### Goal: Does down sampling TF counts change the differential tests between normoxia and hyperoxia 


In [None]:
import numpy as np
import pandas as pd
import os
import scanpy as sc
import scanpy.external as sce
import sys
import muon as mu
import muon.atac as ac
import matplotlib.pyplot as plt
import seaborn as sns
from scipy.stats import linregress

figures = '/home/carsten/alvira_bioinformatics/postnatal_lung_multiome/data/pilot/230724_downsampling_test'
sc_file = '/home/carsten/alvira_bioinformatics/postnatal_lung_multiome/data/single_cell_files/share'
atac_dir = '/home/carsten/alvira_bioinformatics/postnatal_lung_multiome/data/figures/atac'
rna_dir = '/home/carsten/alvira_bioinformatics/postnatal_lung_multiome/data/figures/rna'
os.makedirs(figures, exist_ok=True)
sc.set_figure_params(dpi=300, format="png")
sc.settings.figdir = figures


#### Load in Tf data and run on  un-downsampled data

In [None]:
tf = sc.read(f'{sc_file}/p7_multiome_tf_processed.gz.h5ad')

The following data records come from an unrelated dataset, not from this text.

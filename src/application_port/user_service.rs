use crate::domain_model::*;

/// Coarse classification of [`UserError`], used by the transport to pick a status.
#[derive(Debug, Clone, Copy, PartialEq, Eq)]
pub enum ErrorKind {
    Validation,
    NotFound,
    Conflict,
    Persistence,
}

#[derive(Debug, Clone, PartialEq, Eq, thiserror::Error)]
pub enum UserError {
    #[error("invalid {field}: {reason}")]
    Validation { field: &'static str, reason: String },
    #[error("unable to befriend user {0} with themselves")]
    SelfFriendship(UserId),
    #[error("user {0} not found")]
    UserNotFound(UserId),
    #[error("users {0} and {1} are already friends")]
    AlreadyFriends(UserId, UserId),
    #[error("store error: {0}")]
    Store(String),
    #[error("user {user_id} ({name}) deleted, but friendship cleanup failed: {reason}")]
    CascadeIncomplete {
        user_id: UserId,
        name: String,
        reason: String,
    },
}

impl UserError {
    pub fn validation(field: &'static str, reason: impl Into<String>) -> Self {
        UserError::Validation {
            field,
            reason: reason.into(),
        }
    }

    pub fn kind(&self) -> ErrorKind {
        match self {
            UserError::Validation { .. } | UserError::SelfFriendship(_) => ErrorKind::Validation,
            UserError::UserNotFound(_) => ErrorKind::NotFound,
            UserError::AlreadyFriends(..) => ErrorKind::Conflict,
            UserError::Store(_) | UserError::CascadeIncomplete { .. } => ErrorKind::Persistence,
        }
    }
}

/// A friend id from a signup request that could not be linked.
#[derive(Debug, Clone, PartialEq, Eq)]
pub struct FriendLinkFailure {
    pub friend_id: UserId,
    pub error: UserError,
}

/// Outcome of [`UserService::create_user`]. The user exists whenever this is
/// returned; `failed` lists the friend links that were skipped.
#[derive(Debug, Clone)]
pub struct UserCreated {
    pub id: UserId,
    pub linked: Vec<UserId>,
    pub failed: Vec<FriendLinkFailure>,
}

#[async_trait::async_trait]
pub trait UserService: Send + Sync {
    async fn create_user(&self, new_user: NewUser) -> Result<UserCreated, UserError>;
    async fn befriend(&self, request: FriendRequest) -> Result<(), UserError>;
    /// Returns the name of the deleted user.
    async fn delete_user(&self, user_id: UserId) -> Result<String, UserError>;
    async fn update_age(&self, update: AgeUpdate) -> Result<(), UserError>;
    async fn list_friends(&self, user_id: UserId) -> Result<Vec<User>, UserError>;
    async fn get_user(&self, user_id: UserId) -> Result<User, UserError>;
}
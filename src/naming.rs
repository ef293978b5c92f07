//! Album name handling: URL-safe basenames and display titles.
//!
//! Album titles come straight from the tree builder (usually a folder name)
//! and are used two ways:
//!
//! - **Basename**: the slug used for output filenames and URLs. Everything
//!   except ASCII letters, digits, `-` and `_` is dropped, so
//!   `"Summer Trip (2023)"` becomes `"SummerTrip2023"`.
//! - **Display title**: optionally "titleized" for presentation, so
//!   `"summerTrip_photos"` becomes `"Summer Trip Photos"`. Titleizing never
//!   changes the basename, which is fixed when the album is constructed.
//!
//! Titles made only of digits and dashes (`2023`, `2023-07`) count as
//! numeric and can be sorted ahead of the others.

/// Reduce a title to a filesystem and URL safe basename.
///
/// - `"Vacation2023"` → `"Vacation2023"`
/// - `"My Trip!"` → `"MyTrip"`
/// - `"2023-07_beach"` → `"2023-07_beach"`
/// - `"été"` → `"t"`
pub fn sanitise(title: &str) -> String {
    title
        .chars()
        .filter(|c| c.is_ascii_alphanumeric() || *c == '-' || *c == '_')
        .collect()
}

/// Turn a raw album name into a display title.
///
/// camelCase boundaries and underscores become spaces, the whole string is
/// lowercased, then the first letter or digit of every whitespace-separated
/// word is capitalized. Leading punctuation in a word is skipped over:
///
/// - `"summerTrip_photos"` → `"Summer Trip Photos"`
/// - `"the (old) house"` → `"The (Old) House"`
/// - `"BEACH day"` → `"Beach Day"`
pub fn titleize(title: &str) -> String {
    let mut spaced = String::with_capacity(title.len() + 4);
    let mut prev_lower = false;
    for c in title.chars() {
        if c == '_' {
            spaced.push(' ');
            prev_lower = false;
            continue;
        }
        if prev_lower && c.is_uppercase() {
            spaced.push(' ');
        }
        prev_lower = c.is_lowercase();
        spaced.push(c);
    }

    let mut result = String::with_capacity(spaced.len());
    let mut at_word_start = true;
    for c in spaced.to_lowercase().chars() {
        if c.is_whitespace() {
            at_word_start = true;
            result.push(c);
        } else if at_word_start && c.is_alphanumeric() {
            result.extend(c.to_uppercase());
            at_word_start = false;
        } else {
            result.push(c);
        }
    }
    result
}

/// Whether a title is purely numeric (digits and dashes, e.g. `2023-07`).
pub fn is_numeric_title(title: &str) -> bool {
    !title.is_empty() && title.chars().all(|c| c.is_ascii_digit() || c == '-')
}
use album_tree::{config, manifest, output};
use clap::{Parser, Subcommand};
use std::path::PathBuf;

/// Shared flags for commands that read an album tree.
#[derive(clap::Args, Clone)]
struct TreeArgs {
    /// JSON album tree written by the file scanner
    #[arg(long, default_value = "tree.json")]
    input: PathBuf,

    /// Directory containing config.toml (stock defaults when omitted)
    #[arg(long)]
    config: Option<PathBuf>,
}

#[derive(Parser)]
#[command(name = "album-tree")]
#[command(about = "Finalize photo gallery album trees")]
#[command(long_about = "\
Finalize photo gallery album trees

Reads the raw album tree produced by a file scanner, assigns output paths
and URLs, aggregates photo/video counts and date ranges, sorts media and
albums, and picks preview thumbnails for every album.

Input tree (JSON):

  {
    \"title\": \"Home\",
    \"files\": [ { \"type\": \"image\", \"filename\": \"cover.jpg\", ... } ],
    \"albums\": [ { \"title\": \"Japan\", \"files\": [...], \"albums\": [...] } ]
  }

Run 'album-tree gen-config' to generate a documented config.toml.")]
#[command(version)]
struct Cli {
    /// Show debug logging for every finalized album
    #[arg(long, short, global = true)]
    verbose: bool,

    #[command(subcommand)]
    command: Command,
}

#[derive(Subcommand)]
enum Command {
    /// Finalize the album tree and write the output manifest
    Finalize {
        #[command(flatten)]
        tree: TreeArgs,

        /// Output manifest path
        #[arg(long = "output", default_value = "albums.json")]
        output_path: PathBuf,
    },
    /// Finalize the album tree and print it without writing anything
    Check(TreeArgs),
    /// Print a stock config.toml with all options documented
    GenConfig,
}

fn main() -> Result<(), Box<dyn std::error::Error>> {
    let cli = Cli::parse();
    init_logging(cli.verbose);

    match cli.command {
        Command::Finalize { tree, output_path } => {
            let (site_config, album) =
                manifest::finalize_manifest(&tree.input, tree.config.as_deref())?;
            manifest::write_output(&output_path, &site_config, &album)?;
            output::print_tree_output(&album);
            println!("==> Wrote {}", output_path.display());
        }
        Command::Check(tree) => {
            let (_, album) = manifest::finalize_manifest(&tree.input, tree.config.as_deref())?;
            output::print_tree_output(&album);
            println!("==> Album tree is valid");
        }
        Command::GenConfig => {
            print!("{}", config::stock_config_toml());
        }
    }

    Ok(())
}

fn init_logging(verbose: bool) {
    let level = if verbose {
        log::LevelFilter::Debug
    } else {
        log::LevelFilter::Warn
    };
    let mut clog = colog::default_builder();
    clog.filter(None, level);
    clog.init();
}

sc.pp.calculate_qc_metrics(tf, inplace=True)
print(tf.obs.groupby('treatment')['total_counts'].mean())
sc.pl.violin(tf, 'log1p_total_counts', groupby='treatment')
sc.pl.violin(tf, 'n_genes_by_counts', groupby='treatment')

sc.pp.normalize_total(tf, target_sum=1e4)
sc.pp.log1p(tf, base=10)

In [None]:
tf_endo = tf[tf.obs['lineage']=='endothelial']
hyp_deg_dict = {}
for ct in tf_endo.obs["celltype"].cat.categories:
    ct_adata_tf = tf_endo[tf_endo.obs["celltype"] == ct]
    try:
        sc.tl.rank_genes_groups(
            ct_adata_tf,
            "treatment",
            method="wilcoxon",
            pts=True,
            key_added="rank_peaks_groups_treatment",
        )
        df = sc.get.rank_genes_groups_df(
            ct_adata_tf,
            key="rank_peaks_groups_treatment",
            group="Hyperoxia",
        )
        df.index = df['names']
        hyp_deg_dict[ct]=df
    except:
        print(ct)
        print('no hyperoxia comparison')
        continue

#### Load in Tf data and run hyperoxia datf on downsampled data

In [None]:
tf = sc.read(f'{sc_file}/p7_multiome_tf_processed.gz.h5ad')
sc.pp.calculate_qc_metrics(tf, inplace=True)


In [None]:
sc.pp.downsample_counts(tf, counts_per_cell=10000,replace=True)
sc.pp.calculate_qc_metrics(tf, inplace=True)
sc.pl.violin(tf, 'log1p_total_counts', groupby='treatment')
sc.pl.violin(tf, 'n_genes_by_counts', groupby='treatment')
sc.pp.normalize_total(tf, target_sum=1e4)
sc.pp.log1p(tf, base=10)

In [None]:
tf_endo = tf[tf.obs['lineage']=='endothelial']
hyp_deg_dict_ds = {}
for ct in tf_endo.obs["celltype"].cat.categories:
    ct_adata_tf = tf_endo[tf_endo.obs["celltype"] == ct]
    try:
        sc.tl.rank_genes_groups(
            ct_adata_tf,
            "treatment",
            method="wilcoxon",
            pts=True,
            key_added="rank_peaks_groups_treatment",
        )
        df = sc.get.rank_genes_groups_df(
            ct_adata_tf,
            key="rank_peaks_groups_treatment",
            group="Hyperoxia",
        )
        df.index = df['names']
        hyp_deg_dict_ds[ct]=df
    except:
        print(ct)
        print('no hyperoxia comparison')
        continue

### Calculate regression for each ct and plot scores

In [None]:
for ct in tf_endo.obs["celltype"].cat.categories:
    print(ct)
    score_df = pd.DataFrame(index = hyp_deg_dict[ct].index, 
                        columns = ['normal','downsampled'],
                        data=None)
    score_df['normal'] = hyp_deg_dict[ct]['scores']
    score_df['downsampled'] = hyp_deg_dict_ds[ct]['scores']
    linr = linregress(score_df['normal'].to_numpy(),
                      score_df['downsampled'].to_numpy())
    print(linr)
    sns.scatterplot(x=score_df['normal'], y=score_df['downsampled'], alpha=0.3, linewidth=0)
    plt.xticks([-15,-10,-5,0,5,10,15])
    plt.yticks([-15,-10,-5,0,5,10,15])

    

In [None]:
score_df

# ATAC

#### Load in atac data and run on  un-downsampled data

In [None]:
atac = sc.read(f'{sc_file}/p7_multiome_atac_processed.gz.h5ad')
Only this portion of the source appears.